Мне, доподлинно знающей, что станется с этими чистыми мальчиковыми телами, слышится слово: напоследок. Из мальчиков, отправленных на фронт летом 1941-го, в живых останется 3 % от общего числа.
«В первой комнате, – рассказывая о своей родной квартире, мама считает от кухни, – жила другая моя бабушка, Мария Лукинична. Кроме моего отца, у нее было еще три сына: Александр, Андрей и Григорий».
В маминой памяти их комната выглядит так: «Все пространство занимали кровати. У двери деревянный резной буфет. Шкафа не было. Посредине стоял дубовый стол на толстых ножках».
Раньше им принадлежала и восьмиметровая комната, но после женитьбы Василия ее отдали молодой семье. Мамин брат Виктор родился в ноябре 1939-го, но отец так его и не увидел: как раз тогда, в ноябре, он ушел на Финскую, а когда вернулся (в апреле 1940-го), младенец Виктор уже умер от менингита.
Еще один мамин брат родился мертвым. Потому и нет имени: не успели дать.

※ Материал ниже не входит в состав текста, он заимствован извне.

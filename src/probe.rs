//! ICMP echo probing.
//!
//! Every failure path (resolution, socket creation, timeout, bad reply)
//! collapses into a failed [`Outcome`]; nothing here returns an error.

use std::future::Future;
use std::net::IpAddr;
use std::sync::Mutex;
use std::sync::atomic::{AtomicU16, Ordering};
use std::time::{Duration, Instant};

use surge_ping::{Client, Config, ICMP, IcmpPacket, PingIdentifier, PingSequence};

use crate::dns_cache::DnsCache;
use crate::outcome::{Outcome, duration_millis};

/// Echo payload, 32 ASCII bytes.
pub const PROBE_PAYLOAD: [u8; 32] = [b'a'; 32];

/// Anything that can turn a destination into an [`Outcome`].
pub trait Prober: Send + Sync + 'static {
    fn probe(&self, destination: &str, timeout: Duration) -> impl Future<Output = Outcome> + Send;
}

/// Keep only valid hostname characters (alphanumeric, dots, hyphens).
/// Returns None if nothing is left.
pub fn sanitize_hostname(hostname: &str) -> Option<String> {
    // Also handle case where user included port like "example.com:8080"
    let hostname = hostname.trim();
    let hostname = hostname.split(':').next().unwrap_or(hostname);

    let sanitized: String = hostname
        .chars()
        .filter(|c| c.is_alphanumeric() || *c == '.' || *c == '-')
        .collect();

    if sanitized.is_empty() {
        None
    } else {
        Some(sanitized)
    }
}

/// Resolve an IP literal or hostname to its first address.
pub async fn resolve_target(target: &str) -> Option<IpAddr> {
    if let Ok(ip) = target.trim().parse::<IpAddr>() {
        return Some(ip);
    }

    let sanitized = sanitize_hostname(target)?;
    match tokio::net::lookup_host(format!("{sanitized}:0")).await {
        Ok(mut addrs) => addrs.next().map(|addr| addr.ip()),
        Err(e) => {
            log::warn!("Failed to resolve {target}: {e}");
            None
        }
    }
}

fn reply_ttl(packet: &IcmpPacket) -> u32 {
    match packet {
        IcmpPacket::V4(reply) => reply.get_ttl().map_or(0, u32::from),
        IcmpPacket::V6(reply) => u32::from(reply.get_max_hop_limit()),
    }
}

/// Real ICMP prober backed by surge-ping.
///
/// The OS default TTL is used. The don't-fragment bit is left to the OS as
/// surge-ping exposes no socket option for it.
pub struct IcmpProber {
    identifier: u16,
    sequence: AtomicU16,
    dns: Mutex<DnsCache>,
}

impl Default for IcmpProber {
    fn default() -> Self {
        Self::new()
    }
}

impl IcmpProber {
    pub fn new() -> Self {
        Self {
            identifier: std::process::id() as u16,
            sequence: AtomicU16::new(0),
            dns: Mutex::new(DnsCache::default()),
        }
    }

    async fn resolve(&self, destination: &str) -> Option<IpAddr> {
        let now = Instant::now();
        if let Some(ip) = self.dns.lock().ok().and_then(|cache| cache.lookup(destination, now)) {
            return Some(ip);
        }

        let ip = resolve_target(destination).await?;
        if let Ok(mut cache) = self.dns.lock() {
            cache.insert(destination, ip, now);
        }
        Some(ip)
    }

    fn forget(&self, destination: &str) {
        if let Ok(mut cache) = self.dns.lock() {
            cache.invalidate(destination);
        }
    }

    async fn echo(&self, ip: IpAddr, timeout: Duration) -> Option<(u32, u32)> {
        let config = match ip {
            IpAddr::V4(_) => Config::default(),
            IpAddr::V6(_) => Config::builder().kind(ICMP::V6).build(),
        };
        let client = match Client::new(&config) {
            Ok(client) => client,
            Err(e) => {
                log::warn!("Failed to create ICMP client for {ip}: {e}");
                return None;
            }
        };

        let mut pinger = client.pinger(ip, PingIdentifier(self.identifier)).await;
        pinger.timeout(timeout);

        let seq = PingSequence(self.sequence.fetch_add(1, Ordering::Relaxed));
        match tokio::time::timeout(timeout, pinger.ping(seq, &PROBE_PAYLOAD)).await {
            Ok(Ok((packet, rtt))) => Some((duration_millis(rtt), reply_ttl(&packet))),
            Ok(Err(e)) => {
                log::debug!("Ping to {ip} failed: {e}");
                None
            }
            Err(_) => {
                log::debug!("Ping to {ip} timed out after {}ms", timeout.as_millis());
                None
            }
        }
    }
}

impl Prober for IcmpProber {
    async fn probe(&self, destination: &str, timeout: Duration) -> Outcome {
        let Some(ip) = self.resolve(destination).await else {
            return Outcome::failure(timeout);
        };

        match self.echo(ip, timeout).await {
            Some((rtt, ttl)) => Outcome::success(rtt, ttl),
            None => {
                self.forget(destination);
                Outcome::failure(timeout)
            }
        }
    }
}

#[cfg(test)]
mod tests {
    use std::net::{Ipv4Addr, Ipv6Addr};

    use super::*;

    #[test]
    fn sanitize_strips_invalid_characters() {
        assert_eq!(sanitize_hostname(" example.com "), Some("example.com".to_string()));
        assert_eq!(sanitize_hostname("ex ample;rm"), Some("examplerm".to_string()));
        assert_eq!(sanitize_hostname("!!!"), None);
    }

    #[test]
    fn sanitize_drops_port_suffix() {
        assert_eq!(sanitize_hostname("example.com:8080"), Some("example.com".to_string()));
        assert_eq!(sanitize_hostname(" router.lan:22 "), Some("router.lan".to_string()));
        assert_eq!(sanitize_hostname(":8080"), None);
    }

    #[test]
    fn payload_is_32_bytes() {
        assert_eq!(PROBE_PAYLOAD.len(), 32);
        assert!(PROBE_PAYLOAD.iter().all(|b| *b == b'a'));
    }

    #[tokio::test]
    async fn resolve_ip_literals_without_lookup() {
        assert_eq!(
            resolve_target("127.0.0.1").await,
            Some(IpAddr::V4(Ipv4Addr::LOCALHOST))
        );
        assert_eq!(resolve_target("::1").await, Some(IpAddr::V6(Ipv6Addr::LOCALHOST)));
    }

    #[tokio::test]
    async fn unresolvable_destination_is_a_failed_outcome() {
        let prober = IcmpProber::new();
        let outcome = prober.probe("!!!", Duration::from_millis(250)).await;
        assert_eq!(outcome, Outcome::failure(Duration::from_millis(250)));
    }
}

Счет мальчиковых смертей на этом не останавливается. Сын соседки Муси умер зимой сорок первого (не блокадной, а предвоенной). Мамин двоюродный брат Алик годом позже – в блокаду. Потом, после войны, они говорили: в нашей квартире мальчики не живут.

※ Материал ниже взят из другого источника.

use std::time::Duration;

/// Result of a single echo request. Immutable once created.
#[derive(Debug, Clone, Copy, PartialEq, Eq, Default)]
pub struct Outcome {
    pub success: bool,
    pub round_trip_millis: u32,
    pub time_to_live: u32,
}

impl Outcome {
    pub fn success(round_trip_millis: u32, time_to_live: u32) -> Self {
        Self {
            success: true,
            round_trip_millis,
            time_to_live,
        }
    }

    /// A failed probe reports the timeout as its round trip and a zero TTL.
    pub fn failure(timeout: Duration) -> Self {
        Self {
            success: false,
            round_trip_millis: duration_millis(timeout),
            time_to_live: 0,
        }
    }
}

/// Whole milliseconds, saturating at `u32::MAX`.
pub fn duration_millis(duration: Duration) -> u32 {
    duration.as_millis().min(u32::MAX as u128) as u32
}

Война – рубеж. В маминых рассказах все строится на этом разделении: «перед войной» и «после». К этому я давно привыкла и почти не замечаю. Но зачем, рассказывая о жизни соседей, мама, в качестве предуведомления, неизменно указывает метраж? Словно все, что случится с ними в дальнейшем – не слепой замысел судьбы, а точная математическая функция от площади их комнат: закономерность, над которой можно сколько угодно ломать голову, но нельзя разгадать.
«Следующую, метров восемнадцать, – мама рассказывает, я записываю на диктофон, – занимала полячка Варвара Феликсовна. Она умерла перед самой войной. Но успела пригласить к себе каких-то дальних – скорей всего, по мужу, – родственников. Александру Ивановну с тремя дочерьми: Шуркой, Валей и Люсей…»
В июле 1941-го Александра Ивановна, чью голодную крестьянскую память еще не отшибло, увезла младших дочерей назад, в деревню. Ей казалось: на деревенские хлеба.